Activity. Show me each line of the listing below where the word "clone" appears.

Input data.
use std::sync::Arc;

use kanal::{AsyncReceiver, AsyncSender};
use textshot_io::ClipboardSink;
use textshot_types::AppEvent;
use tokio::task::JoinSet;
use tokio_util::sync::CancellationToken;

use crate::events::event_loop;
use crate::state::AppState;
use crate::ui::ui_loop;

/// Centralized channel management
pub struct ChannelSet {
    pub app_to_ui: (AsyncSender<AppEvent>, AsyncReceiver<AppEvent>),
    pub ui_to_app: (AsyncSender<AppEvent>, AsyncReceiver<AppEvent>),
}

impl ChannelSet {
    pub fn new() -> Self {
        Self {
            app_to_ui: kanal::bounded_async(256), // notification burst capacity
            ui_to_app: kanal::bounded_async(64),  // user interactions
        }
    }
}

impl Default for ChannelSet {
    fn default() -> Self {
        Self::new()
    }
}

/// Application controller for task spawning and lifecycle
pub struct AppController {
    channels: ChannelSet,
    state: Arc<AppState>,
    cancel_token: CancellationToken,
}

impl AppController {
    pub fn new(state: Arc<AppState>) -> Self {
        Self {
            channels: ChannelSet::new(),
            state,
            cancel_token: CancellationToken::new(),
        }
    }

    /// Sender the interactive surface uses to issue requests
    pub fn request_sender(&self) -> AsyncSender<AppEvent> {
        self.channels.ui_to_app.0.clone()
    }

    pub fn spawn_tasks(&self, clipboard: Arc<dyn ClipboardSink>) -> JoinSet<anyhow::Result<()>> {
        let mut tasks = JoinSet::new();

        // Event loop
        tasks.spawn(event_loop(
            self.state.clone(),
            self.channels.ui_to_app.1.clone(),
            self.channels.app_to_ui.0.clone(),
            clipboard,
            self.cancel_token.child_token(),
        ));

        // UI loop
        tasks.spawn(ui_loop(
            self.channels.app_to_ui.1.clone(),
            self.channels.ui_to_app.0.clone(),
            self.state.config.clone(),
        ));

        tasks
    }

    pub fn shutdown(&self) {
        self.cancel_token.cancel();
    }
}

Answer section.
        self.channels.ui_to_app.0.clone()
            self.state.clone(),
            self.channels.ui_to_app.1.clone(),
            self.channels.app_to_ui.0.clone(),
            self.channels.app_to_ui.1.clone(),
            self.channels.ui_to_app.0.clone(),
            self.state.config.clone(),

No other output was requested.